- Data records -

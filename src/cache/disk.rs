//! Disk-backed cache storage.
//!
//! Layout under the storage root:
//!
//! ```text
//! <root>/<hex(cache name)>/.created        creation timestamp (ns since epoch)
//! <root>/<hex(cache name)>/<sha16>.entry   one line of JSON metadata, then the body
//! ```
//!
//! `<sha16>` is the first 16 hex characters of the SHA-256 of the cache key.
//! Entries are written to a temporary file and renamed into place, so readers
//! see either the old entry or the new one, never a partial write.

use std::path::{Path, PathBuf};
use std::sync::atomic::{AtomicU64, Ordering};
use std::time::{SystemTime, UNIX_EPOCH};

use async_trait::async_trait;
use serde::{Deserialize, Serialize};
use sha2::{Digest, Sha256};
use tokio::fs;
use tokio::io::AsyncWriteExt;

use crate::error::{ErrorCode, Result, WorkerError};
use crate::types::{Response, ResponseType};

use super::storage::CacheStorage;

const CREATED_MARKER: &str = ".created";
const ENTRY_EXTENSION: &str = "entry";

static TMP_COUNTER: AtomicU64 = AtomicU64::new(0);

/// Response metadata stored ahead of the body in an entry file.
#[derive(Debug, Serialize, Deserialize)]
struct EntryMeta {
    key: String,
    status: u16,
    status_text: String,
    headers: Vec<(String, String)>,
    kind: ResponseType,
    url: Option<String>,
}

/// Cache storage persisted in a directory tree.
#[derive(Debug, Clone)]
pub struct DiskCacheStorage {
    root: PathBuf,
}

impl DiskCacheStorage {
    /// Creates a storage rooted at `root`. The directory is created lazily.
    pub fn new(root: impl Into<PathBuf>) -> Self {
        Self { root: root.into() }
    }

    fn cache_dir(&self, name: &str) -> PathBuf {
        self.root.join(hex::encode(name.as_bytes()))
    }

    async fn ensure_cache(&self, name: &str) -> Result<PathBuf> {
        let dir = self.cache_dir(name);
        fs::create_dir_all(&dir)
            .await
            .map_err(|e| io_error("create cache directory", &dir, e))?;

        let marker = dir.join(CREATED_MARKER);
        match fs::OpenOptions::new()
            .write(true)
            .create_new(true)
            .open(&marker)
            .await
        {
            Ok(mut file) => {
                file.write_all(now_nanos().to_string().as_bytes())
                    .await
                    .map_err(|e| io_error("write creation marker", &marker, e))?;
            }
            Err(e) if e.kind() == std::io::ErrorKind::AlreadyExists => {}
            Err(e) => return Err(io_error("create creation marker", &marker, e)),
        }

        Ok(dir)
    }

    async fn created_at(dir: &Path) -> u128 {
        match fs::read_to_string(dir.join(CREATED_MARKER)).await {
            Ok(s) => s.trim().parse().unwrap_or(u128::MAX),
            Err(_) => u128::MAX,
        }
    }

    async fn read_entry(path: &Path) -> Result<Option<(EntryMeta, Vec<u8>)>> {
        let bytes = match fs::read(path).await {
            Ok(b) => b,
            Err(e) if e.kind() == std::io::ErrorKind::NotFound => return Ok(None),
            Err(e) => return Err(io_error("read entry", path, e)),
        };
        decode_entry(&bytes).map(Some).ok_or_else(|| {
            WorkerError::cache_storage(format!("corrupt entry {}", path.display()))
        })
    }
}

#[async_trait]
impl CacheStorage for DiskCacheStorage {
    async fn open(&self, name: &str) -> Result<()> {
        self.ensure_cache(name).await.map(|_| ())
    }

    async fn has(&self, name: &str) -> Result<bool> {
        Ok(fs::metadata(self.cache_dir(name))
            .await
            .map(|m| m.is_dir())
            .unwrap_or(false))
    }

    async fn keys(&self) -> Result<Vec<String>> {
        let mut dir = match fs::read_dir(&self.root).await {
            Ok(d) => d,
            Err(e) if e.kind() == std::io::ErrorKind::NotFound => return Ok(Vec::new()),
            Err(e) => return Err(io_error("list caches", &self.root, e)),
        };

        let mut caches = Vec::new();
        while let Some(entry) = dir
            .next_entry()
            .await
            .map_err(|e| io_error("list caches", &self.root, e))?
        {
            let is_dir = entry
                .file_type()
                .await
                .map_err(|e| io_error("inspect cache", &entry.path(), e))?
                .is_dir();
            if !is_dir {
                continue;
            }
            let path = entry.path();
            let Some(name) = path
                .file_name()
                .and_then(|n| n.to_str())
                .and_then(|n| hex::decode(n).ok())
                .and_then(|b| String::from_utf8(b).ok())
            else {
                continue;
            };
            caches.push((Self::created_at(&path).await, name));
        }

        caches.sort();
        Ok(caches.into_iter().map(|(_, name)| name).collect())
    }

    async fn delete(&self, name: &str) -> Result<bool> {
        let dir = self.cache_dir(name);
        match fs::remove_dir_all(&dir).await {
            Ok(()) => Ok(true),
            Err(e) if e.kind() == std::io::ErrorKind::NotFound => Ok(false),
            Err(e) => Err(io_error("delete cache", &dir, e)),
        }
    }

    async fn put(&self, name: &str, key: &str, response: &Response) -> Result<()> {
        let dir = self.ensure_cache(name).await?;
        let path = dir.join(entry_file_name(key));
        let tmp = dir.join(format!(
            ".{}.tmp-{}",
            entry_file_name(key),
            TMP_COUNTER.fetch_add(1, Ordering::Relaxed)
        ));

        let bytes = encode_entry(key, response)?;
        fs::write(&tmp, &bytes)
            .await
            .map_err(|e| io_error("write entry", &tmp, e))?;
        if let Err(e) = fs::rename(&tmp, &path).await {
            fs::remove_file(&tmp).await.ok();
            return Err(io_error("commit entry", &path, e));
        }
        Ok(())
    }

    async fn match_in(&self, name: &str, key: &str) -> Result<Option<Response>> {
        let path = self.cache_dir(name).join(entry_file_name(key));
        match Self::read_entry(&path).await? {
            // Different key with the same digest prefix: treat as a miss.
            Some((meta, _)) if meta.key != key => Ok(None),
            Some((meta, body)) => Ok(Some(Response {
                status: meta.status,
                status_text: meta.status_text,
                headers: meta.headers,
                body,
                kind: meta.kind,
                url: meta.url,
            })),
            None => Ok(None),
        }
    }

    async fn entries(&self, name: &str) -> Result<Vec<String>> {
        let cache_dir = self.cache_dir(name);
        let mut dir = match fs::read_dir(&cache_dir).await {
            Ok(d) => d,
            Err(e) if e.kind() == std::io::ErrorKind::NotFound => return Ok(Vec::new()),
            Err(e) => return Err(io_error("list entries", &cache_dir, e)),
        };

        let mut keys = Vec::new();
        while let Some(entry) = dir
            .next_entry()
            .await
            .map_err(|e| io_error("list entries", &cache_dir, e))?
        {
            let path = entry.path();
            if path.extension().and_then(|e| e.to_str()) != Some(ENTRY_EXTENSION) {
                continue;
            }
            if let Some((meta, _)) = Self::read_entry(&path).await? {
                keys.push(meta.key);
            }
        }
        keys.sort();
        Ok(keys)
    }
}

/// File name for the entry stored under `key`.
pub fn entry_file_name(key: &str) -> String {
    let digest = Sha256::digest(key.as_bytes());
    format!("{}.{}", hex::encode(&digest[..8]), ENTRY_EXTENSION)
}

fn encode_entry(key: &str, response: &Response) -> Result<Vec<u8>> {
    let meta = EntryMeta {
        key: key.to_string(),
        status: response.status,
        status_text: response.status_text.clone(),
        headers: response.headers.clone(),
        kind: response.kind,
        url: response.url.clone(),
    };
    let mut bytes = serde_json::to_vec(&meta).map_err(|e| {
        WorkerError::with_source(ErrorCode::CacheStorageFailed, "encode entry metadata", e)
    })?;
    bytes.push(b'\n');
    bytes.extend_from_slice(&response.body);
    Ok(bytes)
}

fn decode_entry(bytes: &[u8]) -> Option<(EntryMeta, Vec<u8>)> {
    let split = bytes.iter().position(|&b| b == b'\n')?;
    let meta: EntryMeta = serde_json::from_slice(&bytes[..split]).ok()?;
    Some((meta, bytes[split + 1..].to_vec()))
}

fn io_error(action: &str, path: &Path, e: std::io::Error) -> WorkerError {
    WorkerError::with_source(
        ErrorCode::CacheStorageFailed,
        format!("Failed to {} at {}: {}", action, path.display(), e),
        e,
    )
}

fn now_nanos() -> u128 {
    SystemTime::now()
        .duration_since(UNIX_EPOCH)
        .map(|d| d.as_nanos())
        .unwrap_or(0)
}

#[cfg(test)]
mod tests {
    use super::*;
    use tempfile::tempdir;

    fn sample() -> Response {
        Response::new(200, "<html>shell</html>")
            .with_header("Content-Type", "text/html")
            .with_url("http://localhost:5173/index.html")
    }

    #[test]
    fn entry_file_name_is_stable_hex() {
        let a = entry_file_name("http://localhost:5173/");
        let b = entry_file_name("http://localhost:5173/");
        assert_eq!(a, b);
        assert_eq!(a.len(), 16 + 1 + ENTRY_EXTENSION.len());
        assert!(a[..16].chars().all(|c| c.is_ascii_hexdigit()));
        assert_ne!(a, entry_file_name("http://localhost:5173/index.html"));
    }

    #[test]
    fn entry_encoding_keeps_binary_body() {
        let mut resp = sample();
        resp.body = vec![0, b'\n', 255, 1];
        let bytes = encode_entry("k", &resp).unwrap();
        let (meta, body) = decode_entry(&bytes).unwrap();
        assert_eq!(meta.key, "k");
        assert_eq!(body, vec![0, b'\n', 255, 1]);
    }

    #[tokio::test]
    async fn missing_root_has_no_caches() {
        let dir = tempdir().unwrap();
        let storage = DiskCacheStorage::new(dir.path().join("absent"));
        assert!(storage.keys().await.unwrap().is_empty());
        assert!(storage.match_any("k").await.unwrap().is_none());
    }

    #[tokio::test]
    async fn put_survives_reopen() {
        let dir = tempdir().unwrap();
        let key = "http://localhost:5173/index.html";

        DiskCacheStorage::new(dir.path())
            .put("static-v1.0.0", key, &sample())
            .await
            .unwrap();

        let reopened = DiskCacheStorage::new(dir.path());
        assert_eq!(reopened.keys().await.unwrap(), vec!["static-v1.0.0"]);
        let hit = reopened.match_in("static-v1.0.0", key).await.unwrap().unwrap();
        assert_eq!(hit, sample());
        assert_eq!(reopened.entries("static-v1.0.0").await.unwrap(), vec![key]);
    }

    #[tokio::test]
    async fn keys_skip_plain_files() {
        let dir = tempdir().unwrap();
        let storage = DiskCacheStorage::new(dir.path());
        storage.open("static-v1").await.unwrap();
        std::fs::write(dir.path().join("pending-actions.json"), b"[]").unwrap();
        std::fs::write(dir.path().join(hex::encode("not-a-cache")), b"x").unwrap();

        assert_eq!(storage.keys().await.unwrap(), vec!["static-v1"]);
    }

    #[tokio::test]
    async fn keys_follow_creation_order() {
        let dir = tempdir().unwrap();
        let storage = DiskCacheStorage::new(dir.path());
        storage.open("static-v1").await.unwrap();
        tokio::time::sleep(std::time::Duration::from_millis(5)).await;
        storage.open("dynamic-v1").await.unwrap();
        tokio::time::sleep(std::time::Duration::from_millis(5)).await;
        storage.open("another").await.unwrap();

        assert_eq!(
            storage.keys().await.unwrap(),
            vec!["static-v1", "dynamic-v1", "another"]
        );
    }

    #[tokio::test]
    async fn put_replaces_entry() {
        let dir = tempdir().unwrap();
        let storage = DiskCacheStorage::new(dir.path());
        storage.put("c", "k", &Response::new(200, "one")).await.unwrap();
        storage.put("c", "k", &Response::new(200, "two")).await.unwrap();

        let hit = storage.match_in("c", "k").await.unwrap().unwrap();
        assert_eq!(hit.body, b"two");
        assert_eq!(storage.entries("c").await.unwrap().len(), 1);
    }

    #[tokio::test]
    async fn delete_removes_directory() {
        let dir = tempdir().unwrap();
        let storage = DiskCacheStorage::new(dir.path());
        storage.put("old", "k", &Response::new(200, "x")).await.unwrap();

        assert!(storage.has("old").await.unwrap());
        assert!(storage.delete("old").await.unwrap());
        assert!(!storage.has("old").await.unwrap());
        assert!(!storage.delete("old").await.unwrap());
    }

    #[tokio::test]
    async fn corrupt_entry_is_an_error() {
        let dir = tempdir().unwrap();
        let storage = DiskCacheStorage::new(dir.path());
        storage.open("c").await.unwrap();
        let path = storage.cache_dir("c").join(entry_file_name("k"));
        std::fs::write(&path, b"not json").unwrap();

        let err = storage.match_in("c", "k").await.unwrap_err();
        assert_eq!(err.code, ErrorCode::CacheStorageFailed);
    }
}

- Task to complete -
Search the data and copy each line containing "crate".

- Answer space -
use crate::error::{ErrorCode, Result, WorkerError};
use crate::types::{Response, ResponseType};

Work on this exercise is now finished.